To run the model we create a .yaml file, essentially a structured text file. This means that every setting we used is logged and saved in the google drive (or hard drive)


In [10]:
# @title
#https://stackoverflow.com/questions/12470665/how-can-i-write-data-in-yaml-format-in-a-file
#https://stackoverflow.com/questions/59034564/yaml-dump-seeming-to-add-two-dashes-to-2nd-row-under-first-key


import yaml
train_intrem_config = {'model':{'name':model_name,
                                'in_channels':in_channels,
                                'out_channels':out_channels,
                                'layer_order':layer_order,
                                'f_maps':f_maps,
                                'num_groups':num_groups,
                                'final_sigmoid':final_sigmoid,
                                'is_segmentation':is_segmentation},
                       'trainer': {'checkpoint_dir':checkpoint_dir,
                                   'resume':resume,
                                   'pre_trained':pre_trained,
                                   'validate_after_iters':validate_after_iters,
                                   'log_after_iters':log_after_iters,
                                   'max_num_epochs':max_num_epochs,
                                   'max_num_iterations':max_num_iterations,
                                   'eval_score_higher_is_better':eval_score_higher_is_better},
                       'loss':{'name':loss_name},
                       'optimizer':{'learning_rate':learning_rate,
                                    'weight_decay':weight_decay},
                       'eval_metric':{'name':eval_name},
                       'lr_scheduler':{'name':lr_name,
                                       'mode':mode,
                                       'factor':factor,
                                       'patience':patience},
                       'loaders':{'dataset':dataset,
                                       'batch_size':batch_size,
                                       'num_workers':num_workers,
                                       'raw_internal_path':raw_internal_path,
                                       'label_internal_path':label_internal_path,
                                       'weight_internal_path':weight_internal_path,
                       'train':{'file_paths':[file_paths_train],"slice_builder":{'name':slice_builder_name,
                                                                               'patch_shape':patch_shape,
                                                                               'stride_shape':stride_shape,
                                                                               'threshold':threshold,
                                                                               'slack_acceptance':slack_acceptance},
                       'transformer': {"raw": [{"name":name_transformer},
                                               {"name":ToTensor_name,
                                                "expand_dims":expand_dims_true}],
                                       "label": [{"name":name_transformer_label,
                                                "append_label":append_label},
                                               {"name":ToTensor_name,
                                                "expand_dims":expand_dims_false}]}},
                       'val':{"file_paths":[file_paths_val],"slice_builder":{'name':slice_builder_name,
                                                                               'patch_shape':patch_shape,
                                                                               'stride_shape':patch_shape,
                                                                               'threshold':threshold,
                                                                               'slack_acceptance':slack_acceptance},
                       'transformer': {"raw": [{"name":name_transformer},
                                               {"name":ToTensor_name,
                                                "expand_dims":expand_dims_true}],
                                       "label": [{"name":name_transformer_label,
                                                  "append_label":append_label},
                                               {"name":ToTensor_name,
                                                "expand_dims":expand_dims_false}]}}}}

with open(config_folder+'model_train.yaml', 'w') as yaml_file:
    yaml.dump(train_intrem_config, yaml_file, default_flow_style=False, sort_keys=False)

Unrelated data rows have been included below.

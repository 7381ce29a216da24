use std::path::{Path, PathBuf};
use std::sync::Arc;

use anyhow::{bail, Context, Result};
use chrono::NaiveDate;
use clap::{Parser, Subcommand, ValueEnum};
use tracing_subscriber::EnvFilter;

use larkgate::fields::FieldMapping;
use larkgate::lark::{BitableClient, DriveClient, FileBody, ImClient, LarkClient, UploadForm};
use larkgate::multipart::{self, Part};
use larkgate::notify::{today_in, NotifyJob};
use larkgate::Config;

/// Lark / Feishu Bitable, Drive and deadline notifications from the command line
#[derive(Parser)]
#[command(name = "larkgate", version, about, long_about = None)]
struct Cli {
    /// Config file (defaults to the platform config dir)
    #[arg(long, global = true)]
    config: Option<PathBuf>,

    #[command(subcommand)]
    command: Commands,
}

#[derive(Subcommand)]
enum Commands {
    /// Send deadline cards to every assignee with overdue or upcoming tasks
    Notify {
        /// Build the cards and print them without sending
        #[arg(long)]
        dry_run: bool,

        /// Evaluate deadlines as of this date (YYYY-MM-DD) instead of today
        #[arg(long)]
        today: Option<NaiveDate>,
    },

    /// List the tables of a Bitable app
    Tables {
        #[arg(long)]
        app_token: Option<String>,
    },

    /// Dump every table of an app with all of its records
    Snapshot {
        #[arg(long)]
        app_token: Option<String>,
    },

    /// Dump every record of a table
    Records {
        table_id: String,

        #[arg(long)]
        app_token: Option<String>,
    },

    /// Upload a file and attach it to a record
    Upload {
        path: PathBuf,

        #[arg(long)]
        table: String,

        #[arg(long)]
        record: String,

        /// Attachment field (defaults to bitable.attachment_field)
        #[arg(long)]
        field: Option<String>,

        #[arg(long, default_value = multipart::DEFAULT_CONTENT_TYPE)]
        content_type: String,

        #[arg(long)]
        app_token: Option<String>,
    },

    /// Attach the file of a saved multipart/form-data upload to its record
    ///
    /// Routing comes from the flags, then the form's app_token, table_id and
    /// record_id fields, then bitable.app_token.
    UploadForm {
        body: PathBuf,

        /// The request's Content-Type header, including the boundary
        #[arg(long)]
        content_type: String,

        #[arg(long)]
        table: Option<String>,

        #[arg(long)]
        record: Option<String>,

        /// Attachment field (defaults to bitable.attachment_field)
        #[arg(long)]
        field: Option<String>,

        #[arg(long)]
        app_token: Option<String>,
    },

    /// Download a media file by token
    Download {
        file_token: String,

        /// Output path (defaults to the file token in the current directory)
        #[arg(long, short)]
        output: Option<PathBuf>,
    },

    /// Create a record from a JSON object of fields
    CreateRecord {
        table: String,

        /// JSON object
        fields: String,

        #[arg(long, value_enum, default_value_t = Mapping::Raw)]
        mapping: Mapping,

        #[arg(long)]
        app_token: Option<String>,
    },

    /// Update a record from a JSON object of fields
    UpdateRecord {
        table: String,

        record: String,

        /// JSON object
        fields: String,

        #[arg(long, value_enum, default_value_t = Mapping::Raw)]
        mapping: Mapping,

        #[arg(long)]
        app_token: Option<String>,
    },

    /// Decode a saved multipart/form-data body and describe its parts
    DecodeMultipart {
        file: PathBuf,

        /// The request's Content-Type header, including the boundary
        #[arg(long)]
        content_type: String,
    },

    /// Config utilities
    Config {
        #[command(subcommand)]
        command: ConfigCommands,
    },
}

#[derive(Subcommand)]
enum ConfigCommands {
    /// Print the JSON schema of the config file
    Schema,
}

#[derive(Clone, Copy, ValueEnum)]
enum Mapping {
    /// Field names are Bitable field names
    Raw,
    /// Task creation keys (name, assignee, dueDate, ...)
    TaskCreate,
    /// Task update keys (status, dueDate, outputUrl, ...)
    TaskUpdate,
}

impl Mapping {
    fn apply(
        self,
        input: serde_json::Map<String, serde_json::Value>,
    ) -> Result<serde_json::Map<String, serde_json::Value>> {
        let mapping = match self {
            Self::Raw => return Ok(input),
            Self::TaskCreate => FieldMapping::task_create(),
            Self::TaskUpdate => FieldMapping::task_update(),
        };
        Ok(mapping.apply(&input)?)
    }
}

fn load_config(path: Option<&Path>) -> Result<Config> {
    match path {
        Some(path) => Config::load_with_env(path),
        None => match Config::default_path() {
            Some(path) => Config::load_with_env(&path),
            None => {
                let mut config = Config::default();
                config.apply_env_overrides(|key| std::env::var(key).ok());
                config.validate()?;
                Ok(config)
            }
        },
    }
}

fn init_tracing(level: &str) {
    let filter = EnvFilter::try_from_default_env().unwrap_or_else(|_| EnvFilter::new(level));
    tracing_subscriber::fmt()
        .with_env_filter(filter)
        .with_writer(std::io::stderr)
        .init();
}

fn print_json(value: &impl serde::Serialize) -> Result<()> {
    println!("{}", serde_json::to_string_pretty(value)?);
    Ok(())
}

fn parse_fields(raw: &str) -> Result<serde_json::Map<String, serde_json::Value>> {
    let value: serde_json::Value =
        serde_json::from_str(raw).context("fields must be a JSON object")?;
    match value {
        serde_json::Value::Object(map) => Ok(map),
        _ => bail!("fields must be a JSON object"),
    }
}

struct App {
    config: Config,
}

/// Routing overrides for `upload-form`.
struct FormRoute {
    table: Option<String>,
    record: Option<String>,
    field: Option<String>,
    app_token: Option<String>,
}

impl App {
    fn client(&self) -> Result<LarkClient> {
        Ok(LarkClient::from_config(&self.config.lark)?)
    }

    fn bitable(&self, client: &LarkClient, app_token: Option<String>) -> Result<BitableClient> {
        let app_token = app_token
            .filter(|t| !t.is_empty())
            .unwrap_or_else(|| self.config.bitable.app_token.clone());
        if app_token.is_empty() {
            bail!("no Bitable app token: pass --app-token, set bitable.app_token or LARK_APP_TOKEN");
        }
        Ok(BitableClient::new(client.clone(), app_token)
            .with_page_size(self.config.bitable.page_size))
    }

    async fn notify(&self, dry_run: bool, today: Option<NaiveDate>) -> Result<()> {
        let notify = &self.config.notify;
        for (key, value) in [
            ("notify.tasks_table", &notify.tasks_table),
            ("notify.members_table", &notify.members_table),
            ("notify.projects_table", &notify.projects_table),
        ] {
            if value.is_empty() {
                bail!("{key} is not configured");
            }
        }
        let tz = notify.tz()?;
        let client = self.client()?;
        let bitable = self.bitable(&client, None)?;
        let sender = Arc::new(ImClient::new(client));
        let job = NotifyJob::new(bitable, sender, notify.clone(), tz);

        let report = job
            .run(today.unwrap_or_else(|| today_in(tz)), dry_run)
            .await
            .context("notification run failed")?;
        print_json(&report)
    }

    async fn upload(
        &self,
        path: &Path,
        table: &str,
        record: &str,
        field: Option<String>,
        content_type: String,
        app_token: Option<String>,
    ) -> Result<()> {
        let bytes = tokio::fs::read(path)
            .await
            .with_context(|| format!("failed to read {}", path.display()))?;
        let file_name = path
            .file_name()
            .and_then(|n| n.to_str())
            .unwrap_or("file")
            .to_string();
        let field = field.unwrap_or_else(|| self.config.bitable.attachment_field.clone());

        let client = self.client()?;
        let bitable = self.bitable(&client, app_token)?;
        let drive = DriveClient::new(client)
            .with_max_upload_bytes(self.config.lark.max_upload_bytes);
        let (file_token, updated) = drive
            .attach_to_record(
                &bitable,
                table,
                record,
                &field,
                FileBody {
                    file_name: file_name.clone(),
                    content_type,
                    bytes,
                },
            )
            .await?;
        print_json(&serde_json::json!({
            "file_token": file_token,
            "file_name": file_name,
            "record_id": updated.record_id,
        }))
    }

    async fn upload_form(&self, body: &Path, content_type: &str, route: FormRoute) -> Result<()> {
        let raw = tokio::fs::read(body)
            .await
            .with_context(|| format!("failed to read {}", body.display()))?;
        let form = UploadForm::parse(&raw, content_type, self.config.lark.max_upload_bytes)?;
        let target = form.target(
            route.app_token.as_deref(),
            route.table.as_deref(),
            route.record.as_deref(),
            &self.config.bitable.app_token,
        )?;
        let field = route
            .field
            .unwrap_or_else(|| self.config.bitable.attachment_field.clone());
        let file_name = form.file.file_name.clone();

        let drive = DriveClient::new(self.client()?)
            .with_max_upload_bytes(self.config.lark.max_upload_bytes);
        let (file_token, updated) = drive.attach_form(form, &target, &field).await?;
        print_json(&serde_json::json!({
            "file_token": file_token,
            "file_name": file_name,
            "table_id": target.table_id,
            "record_id": updated.record_id,
        }))
    }

    async fn download(&self, file_token: &str, output: Option<PathBuf>) -> Result<()> {
        let drive = DriveClient::new(self.client()?);
        let download = drive.download_media(file_token).await?;
        let output = output.unwrap_or_else(|| PathBuf::from(file_token));
        tokio::fs::write(&output, &download.bytes)
            .await
            .with_context(|| format!("failed to write {}", output.display()))?;
        print_json(&serde_json::json!({
            "file_token": file_token,
            "path": output.display().to_string(),
            "size": download.bytes.len(),
            "content_type": download.content_type,
        }))
    }

    async fn decode_multipart(&self, file: &Path, content_type: &str) -> Result<()> {
        let body = tokio::fs::read(file)
            .await
            .with_context(|| format!("failed to read {}", file.display()))?;
        let message = multipart::decode_with_content_type(&body, content_type)?;
        let parts: Vec<serde_json::Value> = message
            .parts()
            .iter()
            .map(|part| match part {
                Part::Text { name, value } => serde_json::json!({
                    "name": name,
                    "kind": "text",
                    "value": value,
                }),
                Part::File {
                    name,
                    filename,
                    content_type,
                    bytes,
                } => serde_json::json!({
                    "name": name,
                    "kind": "file",
                    "filename": filename,
                    "content_type": content_type,
                    "size": bytes.len(),
                }),
            })
            .collect();
        let oversized = message
            .attachment()
            .is_some_and(|a| a.bytes.len() > self.config.lark.max_upload_bytes);
        print_json(&serde_json::json!({
            "parts": parts,
            "has_attachment": message.attachment().is_some(),
            "exceeds_upload_limit": oversized,
        }))
    }
}

#[tokio::main]
async fn main() -> Result<()> {
    let cli = Cli::parse();

    if let Commands::Config {
        command: ConfigCommands::Schema,
    } = &cli.command
    {
        return print_json(&Config::json_schema());
    }

    let config = load_config(cli.config.as_deref())?;
    init_tracing(&config.log_level);
    let app = App { config };

    match cli.command {
        Commands::Notify { dry_run, today } => app.notify(dry_run, today).await,
        Commands::Tables { app_token } => {
            let tables = app.bitable(&app.client()?, app_token)?.list_tables().await?;
            print_json(&tables)
        }
        Commands::Snapshot { app_token } => {
            let snapshot = app.bitable(&app.client()?, app_token)?.snapshot().await?;
            print_json(&snapshot)
        }
        Commands::Records {
            table_id,
            app_token,
        } => {
            let records = app
                .bitable(&app.client()?, app_token)?
                .fetch_all(&table_id)
                .await?;
            print_json(&records)
        }
        Commands::Upload {
            path,
            table,
            record,
            field,
            content_type,
            app_token,
        } => {
            app.upload(&path, &table, &record, field, content_type, app_token)
                .await
        }
        Commands::UploadForm {
            body,
            content_type,
            table,
            record,
            field,
            app_token,
        } => {
            let route = FormRoute {
                table,
                record,
                field,
                app_token,
            };
            app.upload_form(&body, &content_type, route).await
        }
        Commands::Download { file_token, output } => app.download(&file_token, output).await,
        Commands::CreateRecord {
            table,
            fields,
            mapping,
            app_token,
        } => {
            let fields = mapping.apply(parse_fields(&fields)?)?;
            let created = app
                .bitable(&app.client()?, app_token)?
                .create_record(&table, fields)
                .await?;
            print_json(&created)
        }
        Commands::UpdateRecord {
            table,
            record,
            fields,
            mapping,
            app_token,
        } => {
            let fields = mapping.apply(parse_fields(&fields)?)?;
            let updated = app
                .bitable(&app.client()?, app_token)?
                .update_record(&table, &record, fields)
                .await?;
            print_json(&updated)
        }
        Commands::DecodeMultipart { file, content_type } => {
            app.decode_multipart(&file, &content_type).await
        }
        Commands::Config { .. } => Ok(()),
    }
}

 #print(yaml.dump(train_intrem_config, default_flow_style=False, sort_keys=False))

**Start Training**

To start training we run "train3dunet –config "path to train yaml" after an exclamation mark.  

the exclamation mark (!) allows users to run shell commands from inside a Jupyter Notebook code cell).

So to train we run

`!train3dunet --config /content/drive/MyDrive/3D_UNET/config_files/model_train.yaml`

**Note:** that this really depends on using the folder structure defined above.

**Note:** that if you don’t want to train (for example you have already trained a model and you want to segment data put a “#” in front of the text.



In [11]:
#!train3dunet --config /content/drive/MyDrive/3D_UNET/config_files/model_train.yaml

In [12]:
test_config_yaml ={
    "model_path": model_path,
    "model": {
        "name": model_name,
        "in_channels": in_channels,
        "out_channels": out_channels,
        "layer_order": layer_order,
        "f_maps": f_maps,
        "num_groups": num_groups,
        "final_sigmoid": final_sigmoid,
        "is_segmentation": is_segmentation
    },
    "predictor": {
        "name": predictor_name
    },
    "loaders": {
        "batch_size": batch_size,
        "raw_internal_path": raw_internal_path,
        "num_workers": num_workers,
        "test": {
            "file_paths": [
                file_paths_test
            ],
            "slice_builder": {
                "name": slice_builder_name_predict,
                "patch_shape": patch_shape,
                "stride_shape": patch_shape,
                "halo_shape": halo_shape
            },
            "transformer": {
                "raw": [
                    {
                        "name": name_transformer
                    },
                    {
                        "name": ToTensor_name,
                        "expand_dims": expand_dims_true
                    }
                ]
            }
        }
    }
}

with open(config_folder+'predict.yaml', 'w') as yaml_file:
    yaml.dump(test_config_yaml, yaml_file, default_flow_style=False, sort_keys=False)


In [13]:
#print(yaml.dump(test_config_yaml, default_flow_style=False, sort_keys=False))

**Start Predicting**

Currently this assumes we are using the model we trained above, if using a different model define “model_path” acconringly and if need be tweak any details of the test_config.yaml

The test_config.yaml will run the 3D-Unet model on every image in a folder, it will export out an image of confidence values for each voxel (0, the model thinks the voxel isn’t a root, higher values indicate more confidence the voxel is a root)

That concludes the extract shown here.